Kinetics of
estradiol dehydrogenase (E2DH) activity and the in vitro effects of
progesterone (P) and synthetic
steroids on E2DH activity were investigated in human normal endometrium and
endometrial carcinoma. In proliferative and secretory endometrium and
endometrial carcinoma, E2DH activities were 1.5 +/- 0.2, 10.1 +/- 1.1 and 1.2 +/- 0.1 nmol/mg
protein/h (mean +/- SEM), Km was 2.3 microM, and Vmax were 0.20, 1.7 and 0.14 nmol/mg
protein/10 min, respectively. Culturing proliferative endometria with
progestogens resulted in a time- and dose-dependent stimulation of E2DH activity up to 72 h and 10(-6) M, respectively.

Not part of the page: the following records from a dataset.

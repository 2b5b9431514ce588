//! Shared command lifecycle.
//!
//! Every command runs in two phases:
//!
//! 1. [`Command::initial`] validates the argument shape, pre-parses numeric
//!    operands and records the keys the command will touch. Returning
//!    `false` means an error reply was already written.
//! 2. [`Command::execute`] runs against a keyspace scoped to those keys.
//!
//! The dispatcher checks [`CommandSpec::arity`] before either phase.

use crate::args;
use crate::protocol::{ReplyBuilder, ResultCode};
use crate::storage::KeyspaceService;
use bytes::Bytes;

bitflags::bitflags! {
    /// Behavioural flags of a command.
    #[derive(Debug, Clone, Copy, PartialEq, Eq, Default)]
    pub struct CommandFlags: u8 {
        /// Command never modifies the keyspace
        const READONLY = 1 << 0;
        /// Command may modify the keyspace
        const WRITE    = 1 << 1;
        /// Command runs in constant or near constant time
        const FAST     = 1 << 2;
    }
}

bitflags::bitflags! {
    /// ACL categories a command belongs to. Annotation only.
    #[derive(Debug, Clone, Copy, PartialEq, Eq, Default)]
    pub struct AclCategory: u16 {
        const READ       = 1 << 0;
        const WRITE      = 1 << 1;
        const STRING     = 1 << 2;
        const SET        = 1 << 3;
        const KEYSPACE   = 1 << 4;
        const CONNECTION = 1 << 5;
        const FAST       = 1 << 6;
    }
}

/// Static metadata of a command.
#[derive(Debug, Clone, Copy, PartialEq, Eq)]
pub struct CommandSpec {
    /// Lowercase command name
    pub name: &'static str,
    /// Positive: exact argument count. Negative: minimum argument count.
    /// The command name itself is counted.
    pub arity: i32,
    pub flags: CommandFlags,
    pub acl: AclCategory,
}

impl CommandSpec {
    pub const fn new(
        name: &'static str,
        arity: i32,
        flags: CommandFlags,
        acl: AclCategory,
    ) -> Self {
        Self {
            name,
            arity,
            flags,
            acl,
        }
    }

    /// Returns `true` if `argc` arguments satisfy the arity.
    pub fn check_arity(&self, argc: usize) -> bool {
        let argc = argc as i64;
        let arity = self.arity as i64;
        if arity >= 0 {
            argc == arity
        } else {
            argc >= -arity
        }
    }

    pub fn is_write(&self) -> bool {
        self.flags.contains(CommandFlags::WRITE)
    }
}

/// Per-invocation state shared by both phases of a command.
pub struct CommandContext<'a> {
    argv: &'a [Bytes],
    keys: Vec<Bytes>,
    /// Numeric operands parsed by `initial`, in parse order
    operands: Vec<i64>,
    pub reply: &'a mut dyn ReplyBuilder,
}

impl<'a> CommandContext<'a> {
    pub fn new(argv: &'a [Bytes], reply: &'a mut dyn ReplyBuilder) -> Self {
        Self {
            argv,
            keys: Vec::new(),
            operands: Vec::new(),
            reply,
        }
    }

    /// All arguments, command name included.
    pub fn argv(&self) -> &'a [Bytes] {
        self.argv
    }

    pub fn argc(&self) -> usize {
        self.argv.len()
    }

    pub fn arg(&self, idx: usize) -> &'a Bytes {
        &self.argv[idx]
    }

    /// The key of a single-key command, which is always the first argument.
    pub fn key(&self) -> &'a Bytes {
        &self.argv[1]
    }

    /// Keys recorded by `initial`.
    pub fn keys(&self) -> &[Bytes] {
        &self.keys
    }

    pub fn set_keys(&mut self, keys: Vec<Bytes>) {
        self.keys = keys;
    }

    pub fn push_operand(&mut self, value: i64) {
        self.operands.push(value);
    }

    /// Returns the `idx`-th operand pushed by `initial`.
    pub fn operand(&self, idx: usize) -> i64 {
        self.operands[idx]
    }

    /// Parses argument `idx` as an integer, replying `InvalidInt` on failure.
    pub fn int_arg(&mut self, idx: usize) -> Option<i64> {
        let parsed = args::parse_i64(&self.argv[idx]);
        if parsed.is_none() {
            self.set_res(ResultCode::InvalidInt, None);
        }
        parsed
    }

    pub fn set_res(&mut self, code: ResultCode, detail: Option<&str>) {
        self.reply.set_res(code, detail);
    }
}

/// A command implementation.
pub trait Command: Send + Sync {
    fn spec(&self) -> &CommandSpec;

    /// Validates arguments and records keys. The default registers the first
    /// argument as the only key.
    fn initial(&self, ctx: &mut CommandContext<'_>) -> bool {
        ctx.set_keys(vec![ctx.key().clone()]);
        true
    }

    fn execute(&self, ctx: &mut CommandContext<'_>, ks: &mut dyn KeyspaceService);
}

#[cfg(test)]
mod tests {
    use super::*;
    use crate::protocol::RespReply;

    const GET: CommandSpec = CommandSpec::new(
        "get",
        2,
        CommandFlags::READONLY.union(CommandFlags::FAST),
        AclCategory::READ.union(AclCategory::STRING),
    );

    const MGET: CommandSpec = CommandSpec::new(
        "mget",
        -2,
        CommandFlags::READONLY,
        AclCategory::READ.union(AclCategory::STRING),
    );

    #[test]
    fn test_check_arity_exact() {
        assert!(!GET.check_arity(1));
        assert!(GET.check_arity(2));
        assert!(!GET.check_arity(3));
    }

    #[test]
    fn test_check_arity_minimum() {
        assert!(!MGET.check_arity(1));
        assert!(MGET.check_arity(2));
        assert!(MGET.check_arity(10));
    }

    #[test]
    fn test_flags() {
        assert!(!GET.is_write());
        assert!(GET.acl.contains(AclCategory::STRING));
        assert!(!GET.acl.contains(AclCategory::WRITE));
    }

    #[test]
    fn test_context_int_arg() {
        let argv = vec![Bytes::from("getbit"), Bytes::from("k"), Bytes::from("x7")];
        let mut reply = RespReply::new();
        let mut ctx = CommandContext::new(&argv, &mut reply);

        assert_eq!(ctx.key(), "k");
        assert_eq!(ctx.int_arg(2), None);
        drop(ctx);
        assert_eq!(
            reply.current(),
            b"-ERR value is not an integer or out of range\r\n"
        );
    }

    #[test]
    fn test_context_operands() {
        let argv = vec![Bytes::from("incrby"), Bytes::from("k"), Bytes::from("5")];
        let mut reply = RespReply::new();
        let mut ctx = CommandContext::new(&argv, &mut reply);

        let delta = ctx.int_arg(2).unwrap();
        ctx.push_operand(delta);
        assert_eq!(ctx.operand(0), 5);
        assert_eq!(ctx.argc(), 3);
    }
}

Medroxyprogesterone acetate had the highest effect to stimulate E2DH activity among the
steroids investigated.
Chlormadinone acetate,
norethindrone, P and
R2323 were also effective. However,
danazol,
lynestrenol and E2 had negligible effect. Histological examination showed that
progestogens caused early secretory change in the proliferative endometrium. These results indicate that the progestational activity is responsible for the elevation of E2DH activity in proliferative endometrium and that the extent to which each
steroid increases E2DH activity may correlate with its local progestational activity. In the
endometrial carcinoma,
progestogens also stimulated E2DH activity in seven cases out of nine during culture for 48 h, but the elevation was lower than that in the proliferative endometrium.